La campagne électorale a- t-elle vraiment démarré
Nous écrivions dans l’une de nos précédentes analyses que toutes les difficultés que vit Haïti tournent autour des élections. Le point central de la conjoncture actuelle confirme notre thèse. Même si la majorité des candidats est inféodée à un degré ou l’autre aux idéaux de l’oligarchie et des puissances internationales, quel est le camp qui parviendra à occuper le fauteuil présidentiel ?
Luttes de pouvoir sur fond de pillage
Dans tous les coins du monde où politique et capital sont indissociables, la classe politique s’entredéchire ; Haïti ne fait pas exception à ce niveau. La bataille sous le gouvernement de Joseph Martelly et de Laurent Lamothe a connu une intensité peu habituelle, débutant dès le lendemain de la prestation de serment du nouveau président. Dès le départ en effet, son élection était contestée. Les témoignages de membres du Conseil électoral et de personnalités comme Seitenfus, ambassadeur de l’Organisation des États- Américains en Haïti ou comme le grand cinéaste haïtien Raoul Peck confirmaient des irrégularités plus qu’alarmantes. Selon ces témoins, le candidat Martelly était clairement arrivé à la troisième place. C’est sur le diktat de la communauté internationale qu’il a été hissé au second rang puis a gagné au deuxième tour. Bien d’autres questions ont été soulevées, dont celle de la nationalité américaine du nouvel élu, dossier classé sans suite par Kenneth Merton, l’ambassadeur américain. Dans une rencontre au Palais national, celui-ci a confirmé la nationalité haïtienne du président malgré toutes les preuves à l’effet contraire, dont ses passeports.
Le conflit a maintenant atteint un niveau dont il est difficile de prévoir l’issue.

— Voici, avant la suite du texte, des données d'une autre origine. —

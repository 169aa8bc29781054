//! Midpoint insertion between two neighbouring positions.
//!
//! The calculator never fails. When the neighbours sit too close to the floor
//! the result is clamped to `min_position_value`, which may collide with a
//! neighbour; the integrity checker catches that and falls back to a renumber.

use crate::config::ReorderConfig;

/// Computes the position for an entity dropped between `prev` and `next`.
///
/// # Arguments
/// * `config` - Thresholds; only `min_position_value` is used here
/// * `prev` - Position of the entity that will precede it, if any
/// * `next` - Position of the entity that will follow it, if any
///
/// # Examples
///
/// ```
/// use reorder::{ReorderConfig, compute_candidate};
///
/// let config = ReorderConfig::default();
/// assert_eq!(compute_candidate(&config, Some(100.0), Some(200.0)), 150.0);
/// assert_eq!(compute_candidate(&config, None, Some(100.0)), 99.0);
/// assert_eq!(compute_candidate(&config, Some(300.0), None), 301.0);
/// assert_eq!(compute_candidate(&config, None, None), 1.0);
/// ```
pub fn compute_candidate(config: &ReorderConfig, prev: Option<f64>, next: Option<f64>) -> f64 {
    let floor = config.min_position_value;
    match (prev, next) {
        (None, None) => floor,
        (None, Some(next)) => floor.max(next - 1.0),
        (Some(prev), None) => prev + 1.0,
        (Some(prev), Some(next)) => floor.max(midpoint(prev, next)),
    }
}

/// Arithmetic mean, halving first only when the plain sum would overflow.
fn midpoint(a: f64, b: f64) -> f64 {
    let sum = a + b;
    if sum.is_finite() {
        sum / 2.0
    } else {
        a / 2.0 + b / 2.0
    }
}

Les différentes composantes de l’opposition réclament la formation d’un Conseil électoral provisoire et rejettent catégoriquement celui qui a été institué par le président de la République et qui ne comporte que 7 membres au lieu des 9 membres prescrits par la Constitution. Des organisations de la « société civile » comme la Plateforme des Droits humains (la POHDH) et le président de la Chambre du commerce et de l’industrie ont plaidé pour la formation d’un Conseil électoral crédible ; à son tour, la Cellule de réflexion et d’action nationale (CRAN) vient d’emboîter le pas et réclame la mise en place d’un organisme électoral digne de ce nom et au dessus de tout soupçon.
Le président Martelly, son cabinet privé et sa batterie de conseillers foncent la tête droite vers leurs objectifs et font tout pour contrôler les différents espaces de pouvoir, y compris le Conseil électoral provisoire. Mais ils sont contrariés dans leurs plans par quelques sénateurs tenaces, soit environ 6 sur les 20 en fonction, et ne ratent pas une seule occasion pour critiquer amèrement le camp rival.
Entretemps, le pouvoir exécutif en place reçoit un appui sans ambages des pays conquérants ; pour ces derniers, Haïti n’est pas encore prête pour la/leur démocratie. De toute façon, la situation de pagaille est à leur avantage, puisqu’elle facilite le pillage des richesses minières du sous-sol haïtien.
Où en sommes-nous ? Au début de la campagne pour les élections présidentielles ?
Les efforts de propagande mensongère du pouvoir exécutif et ses programmes en trompe-l’œil se multiplient. Par exemple, il distribuait dernièrement des sachets de nourriture valant moins de 5 dollars américains à des familles déshéritées, tout en prétendant qu’il s’agissait là d’un élément du plan social du gouvernement. Malgré les échecs patents de ses trois dernières années de direction nationale, l’équipe en place nourrit l’espoir de se faufiler entre ses rivaux pour conserver le pouvoir.
Lors d’une célébration des 2 années de son programme « Ti manman cheri », le 25 mai dernier (soit la fête des mères en Haïti), le président Martelly a désigné le premier ministre Lamothe comme son successeur. Or, le fait est bien connu qu’au sein même de l’exécutif, il existe un camp Martelly et un camp Lamothe, chacun mijotant ses propres plans et nourrissant ses propres ambitions. Les élections présidentielles ne devant avoir lieu qu’au troisième trimestre de l’année 2015, que signifie donc une telle précipitation dans la désignation d’un éventuel dauphin ? On peut imaginer que non seulement les rivaux de Martelly, mais aussi des candidats de son propre entourage vont multiplier les manœuvres pour nuire à un tel choix.
De quoi plonger bien des observateurs dans la perplexité et soulever la question suivante : qui veut vraiment des élections le 26 octobre prochain ?
Et seule constante de ces luttes de pouvoir aux multiples rebondissements, les masses populaires demeurent complètement exclues des affaires de leur pays.